Por todo esto, creo que es de una importancia vital aprender a descojonarse de todo, excepto de lo esencial; “reírse del mundo entero, menos de Dios”. Y por desventura, mis ojos perciben la proliferación de la actitud opuesta, es decir, la de tomarse demasiado en serio lo particular, y hacer mofa y befa de lo fundamental.
Una significativa mayoría envuelve en un halo de somnolienta seriedad las preocupaciones mundanas (el éxito profesional, el fulgor del sueldo, la competitividad de rapiña, los cánones establecidos de supervivencia social, la belleza corporal, etc), pero se toma a chirigota las cosas genuinamente relevantes (la Cristiandad, la vida de los nonatos y moribundos, la misericordia, la caridad, la enfermedad, el dolor, el luto y la familia, verbigracia).
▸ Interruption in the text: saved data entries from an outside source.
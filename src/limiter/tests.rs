use super::*;

fn one_tier(name: &str, config: BucketConfig) -> TieredRateLimiter {
    TieredRateLimiter::new(HashMap::from([(name.to_string(), config)]))
}

fn test_bucket(max_wait: Duration) -> BucketConfig {
    BucketConfig::new(10, 5, Duration::from_secs(1), max_wait)
}

#[tokio::test(start_paused = true)]
async fn test_consume_zero_is_a_noop() {
    let limiter = one_tier("read", test_bucket(Duration::from_secs(5)));
    assert!(limiter.consume_n("read", 0).await);

    let m = limiter.metrics("read").unwrap();
    assert_eq!(m.total_requests, 0);
    assert_eq!(m.available, 10);
}

#[tokio::test(start_paused = true)]
async fn test_consume_over_capacity_rejects_immediately() {
    let limiter = one_tier("read", test_bucket(Duration::from_secs(5)));
    assert!(!limiter.consume_n("read", 11).await);

    let m = limiter.metrics("read").unwrap();
    assert_eq!(m.rate_limited, 1);
    assert_eq!(m.available, 10, "rejected request must not drain the bucket");
}

#[tokio::test(start_paused = true)]
async fn test_lazy_refill_credits_and_caps() {
    let limiter = one_tier("read", test_bucket(Duration::from_secs(5)));
    assert!(limiter.consume_n("read", 10).await);
    assert_eq!(limiter.metrics("read").unwrap().available, 0);

    tokio::time::advance(Duration::from_secs(1)).await;
    assert_eq!(limiter.metrics("read").unwrap().available, 5);

    tokio::time::advance(Duration::from_secs(2)).await;
    // 5 + 10 would exceed capacity; refill caps at 10.
    assert_eq!(limiter.metrics("read").unwrap().available, 10);
}

#[tokio::test(start_paused = true)]
async fn test_bounded_wait_rejects_when_refill_too_slow() {
    let limiter = one_tier("read", test_bucket(Duration::from_millis(500)));
    assert!(limiter.consume_n("read", 10).await);

    // Needs 8 tokens = two refill periods = 2s > 500ms budget.
    assert!(!limiter.consume_n("read", 8).await);
    let m = limiter.metrics("read").unwrap();
    assert_eq!(m.rate_limited, 1);
}

#[tokio::test(start_paused = true)]
async fn test_waiting_caller_is_served_after_refill() {
    let limiter = one_tier("read", test_bucket(Duration::from_secs(5)));
    assert!(limiter.consume_n("read", 10).await);

    // 8 tokens need two periods; the paused clock auto-advances the sleep.
    assert!(limiter.consume_n("read", 8).await);
    let m = limiter.metrics("read").unwrap();
    assert_eq!(m.accepted, 2);
    assert!(m.avg_wait_ms >= 2000.0);
}

#[tokio::test(start_paused = true)]
async fn test_counter_identity_total_is_accepted_plus_limited() {
    let limiter = one_tier("read", test_bucket(Duration::from_millis(100)));
    let _ = limiter.consume_n("read", 4).await;
    let _ = limiter.consume_n("read", 4).await;
    let _ = limiter.consume_n("read", 9).await; // would need >100ms of refill
    let _ = limiter.consume_n("read", 20).await; // over capacity

    let m = limiter.metrics("read").unwrap();
    assert_eq!(m.total_requests, m.accepted + m.rate_limited);
    assert_eq!(m.total_requests, 4);
}

#[tokio::test(start_paused = true)]
async fn test_waiters_served_in_fifo_order() {
    let limiter = std::sync::Arc::new(one_tier("read", test_bucket(Duration::from_secs(10))));
    assert!(limiter.consume_n("read", 10).await);

    let (tx, mut rx) = tokio::sync::mpsc::unbounded_channel();

    let first = {
        let limiter = limiter.clone();
        let tx = tx.clone();
        tokio::spawn(async move {
            assert!(limiter.consume_n("read", 5).await);
            tx.send("first").unwrap();
        })
    };
    // Let the first waiter reach the turnstile before spawning the second.
    tokio::task::yield_now().await;
    let second = {
        let limiter = limiter.clone();
        let tx = tx.clone();
        tokio::spawn(async move {
            assert!(limiter.consume_n("read", 5).await);
            tx.send("second").unwrap();
        })
    };

    first.await.unwrap();
    second.await.unwrap();
    assert_eq!(rx.recv().await, Some("first"));
    assert_eq!(rx.recv().await, Some("second"));
}

#[tokio::test(start_paused = true)]
async fn test_update_config_shrink_clamps_available() {
    let limiter = one_tier("write", test_bucket(Duration::from_secs(5)));
    limiter.update_config(
        "write",
        &BucketConfigPatch {
            capacity: Some(4),
            ..Default::default()
        },
    );
    let m = limiter.metrics("write").unwrap();
    assert_eq!(m.capacity, 4);
    assert_eq!(m.available, 4);
}

#[tokio::test(start_paused = true)]
async fn test_reset_refills_and_zeroes_counters() {
    let limiter = one_tier("read", test_bucket(Duration::from_secs(5)));
    assert!(limiter.consume_n("read", 10).await);
    assert!(!limiter.consume_n("read", 20).await);

    limiter.reset(Some("read"));
    let m = limiter.metrics("read").unwrap();
    assert_eq!(m.available, 10);
    assert_eq!(m.total_requests, 0);
    assert_eq!(m.rate_limited, 0);
}

#[tokio::test(start_paused = true)]
async fn test_unknown_tier_falls_back_to_default() {
    let limiter = TieredRateLimiter::default();
    assert!(limiter.consume("no-such-tier").await);
    let m = limiter.metrics(DEFAULT_TIER).unwrap();
    assert_eq!(m.total_requests, 1);
}

#[tokio::test(start_paused = true)]
async fn test_independent_tiers_do_not_couple() {
    let limiter = TieredRateLimiter::new(HashMap::from([
        ("read".to_string(), test_bucket(Duration::from_secs(5))),
        ("write".to_string(), test_bucket(Duration::from_secs(5))),
    ]));
    assert!(limiter.consume_n("read", 10).await);
    assert_eq!(limiter.metrics("write").unwrap().available, 10);
}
Son ferozmente puritanos a la hora de rendir tributo a lo caduco y transitorio, pero insufriblemente heterodoxos al tiempo de embarcarse en las verdaderas batallas espirituales.
Por poner un par de ejemplos meridianamente gráficos: cultivan la ética de la responsabilidad para sacarse la carrera de medicina, pero carecen de escrúpulos en el momento de arrebatarle el oxígeno a un enfermo; se desloman a trabajar, desde el alba hasta el anochecer, en un macilento y desangelado hangar oficinista, pero no les tiembla el pulso en lo que a fustigar a sus subordinados como a deplorables se refiere.